Ce doute, fondé sur des constatations effectuées du seul côté Z sept années après la fin des opérations d’expertise judiciaire, ne peut justifier la prescription d’une nouvelle mesure d’instruction, comme le réclame O Z, cette dernière n’ayant jamais contesté antérieurement la destination des cuves ainsi que cela résulte d’un dire adressé par son conseil à l’expert Temple le 15 février 2002, dans lequel il était pris acte 'qu’au rez-de-chaussée, il existait de vieilles cuves de fermentation'.
Ceci démontre que la question de la destination de la cuve n’a jamais fait débat.
La destination des lieux litigieux établit, en l’absence de titre, que la parcelle revendiquée fait partie intégrante de la propriété X.
Les seules délimitations cadastrales mises en avant par O Z ne peuvent suffire à contredire cette destination.
Par conséquent, l’appelante verra l’intégralité de ses prétentions rejetées incluant celles relatives à la taxe foncière, les déclarations produites ne permettant pas de déterminer la quote-part d’imposition afférente à l’emprise de la cuve.

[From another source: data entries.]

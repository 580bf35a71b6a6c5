use crate::diagnostics::Diagnostics;

/// Fatal errors that abort a mutation pass.
///
/// Documents handed to a failed pass are consumed and must not be persisted.
#[derive(Debug, thiserror::Error)]
pub enum MutationError {
    /// The manifest does not contain a node the engine must anchor on.
    #[error("android manifest is missing required node `{path}`")]
    MissingAnchor { path: String },

    #[error("unsupported fingerprint algorithm '{0}'. Supported algorithms: sha256, xxh64.")]
    UnsupportedHashAlgorithm(String),
}

/// Errors produced while turning configuration input into an `NfcConfig`.
#[derive(Debug, thiserror::Error)]
pub enum ConfigError {
    #[error("Invalid JSON: {0}")]
    InvalidJson(#[source] serde_json::Error),

    /// Strict mode: malformed values are reported instead of ignored.
    #[error("invalid configuration: {0}")]
    Invalid(Diagnostics),
}

impl ConfigError {
    pub fn diagnostics(&self) -> Option<&Diagnostics> {
        match self {
            ConfigError::Invalid(d) => Some(d),
            ConfigError::InvalidJson(_) => None,
        }
    }
}
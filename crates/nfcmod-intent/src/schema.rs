use serde::{Deserialize, Serialize};
use serde_json::{Map, Value};

use nfcmod_vocab::android;

/// A field that accepts either a single value or a list of values.
///
/// Normalized into a plain `Vec` before anything is rendered.
#[derive(Debug, Clone, PartialEq, Serialize, Deserialize)]
#[serde(untagged)]
pub enum OneOrMany<T> {
    Many(Vec<T>),
    One(T),
}

impl<T> OneOrMany<T> {
    pub fn into_vec(self) -> Vec<T> {
        match self {
            OneOrMany::Many(v) => v,
            OneOrMany::One(t) => vec![t],
        }
    }
}

/// Intent filter as written in the configuration.
///
/// Wire shape:
/// `{ "action": "NDEF_DISCOVERED", "autoVerify": true, "data": {...} | [{...}], "category": "DEFAULT" | [...] }`
#[derive(Debug, Clone, PartialEq, Serialize, Deserialize)]
#[serde(rename_all = "camelCase")]
pub struct IntentFilterInput {
    pub action: String,

    #[serde(default, skip_serializing_if = "Option::is_none")]
    pub auto_verify: Option<bool>,

    /// `null` entries are tolerated and dropped.
    #[serde(default, skip_serializing_if = "Option::is_none")]
    pub data: Option<OneOrMany<Option<Map<String, Value>>>>,

    /// `null` and empty names are tolerated and dropped.
    #[serde(default, skip_serializing_if = "Option::is_none")]
    pub category: Option<OneOrMany<Option<String>>>,
}

/// Which reserved action namespace an action name is placed in.
#[derive(Debug, Clone, Copy, PartialEq, Eq)]
pub enum ActionNamespace {
    /// `android.nfc.action.*`
    Nfc,
    /// `android.intent.action.*`
    Intent,
}

impl ActionNamespace {
    pub const fn prefix(self) -> &'static str {
        match self {
            ActionNamespace::Nfc => android::NFC_ACTION_PREFIX,
            ActionNamespace::Intent => android::INTENT_ACTION_PREFIX,
        }
    }
}

/// One `<data>` child: bare attribute names (no `android:` prefix) in input order.
#[derive(Debug, Clone, PartialEq, Eq, Default)]
pub struct DataSpec {
    pub attrs: Vec<(String, String)>,
}

/// Canonical, strongly typed intent filter ready to be rendered.
#[derive(Debug, Clone, PartialEq, Eq)]
pub struct IntentFilter {
    pub namespace: ActionNamespace,
    /// Bare action name, e.g. `NDEF_DISCOVERED`.
    pub action: String,
    pub auto_verify: bool,
    pub data: Vec<DataSpec>,
    /// Bare category names, e.g. `DEFAULT`.
    pub categories: Vec<String>,
}

impl IntentFilterInput {
    /// Normalize scalar-or-list fields and drop empty entries.
    pub fn normalize(&self, namespace: ActionNamespace) -> IntentFilter {
        let data = self
            .data
            .clone()
            .map(OneOrMany::into_vec)
            .unwrap_or_default()
            .into_iter()
            .flatten()
            .map(|datum| DataSpec {
                attrs: datum
                    .into_iter()
                    .filter_map(|(k, v)| attr_value(v).map(|v| (k, v)))
                    .collect(),
            })
            .collect();

        let categories = self
            .category
            .clone()
            .map(OneOrMany::into_vec)
            .unwrap_or_default()
            .into_iter()
            .flatten()
            .filter(|c| !c.is_empty())
            .collect();

        IntentFilter {
            namespace,
            action: self.action.clone(),
            auto_verify: self.auto_verify.unwrap_or(false),
            data,
            categories,
        }
    }
}

fn attr_value(v: Value) -> Option<String> {
    match v {
        Value::Null => None,
        Value::String(s) => Some(s),
        other => Some(other.to_string()),
    }
}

Le jugement sera confirmé.
Sur les dommages et intérêts :
Les consorts X, ainsi que le retient le premier juge, ne démontrent pas l’existence d’une quelconque intention de nuire chez O Z.
Ils seront déboutés de leurs prétentions de ce chef et le jugement confirmé.
Sur les autres demandes :
En succombant dans l’intégralité de ses prétentions, O Z supportera les dépens en cause d’appel distraits au profit des avoués de la cause.
Il ne parait pas inéquitable de laisser à la charge de chacune des parties les frais irrépétibles engagés en cause d’appel.
PAR CES MOTIFS
La cour,
Confirme le jugement rendu par le tribunal de grande instance de Montpellier le 25 octobre 2010 dans toutes ses dispositions et y ajoutant ;
Condamne O Z aux dépens d’appel distraits au profit des avoués de la cause ;
Dit n’y avoir lieu à application des dispositions de l’article 700 du code de procédure civile en cause d’appel.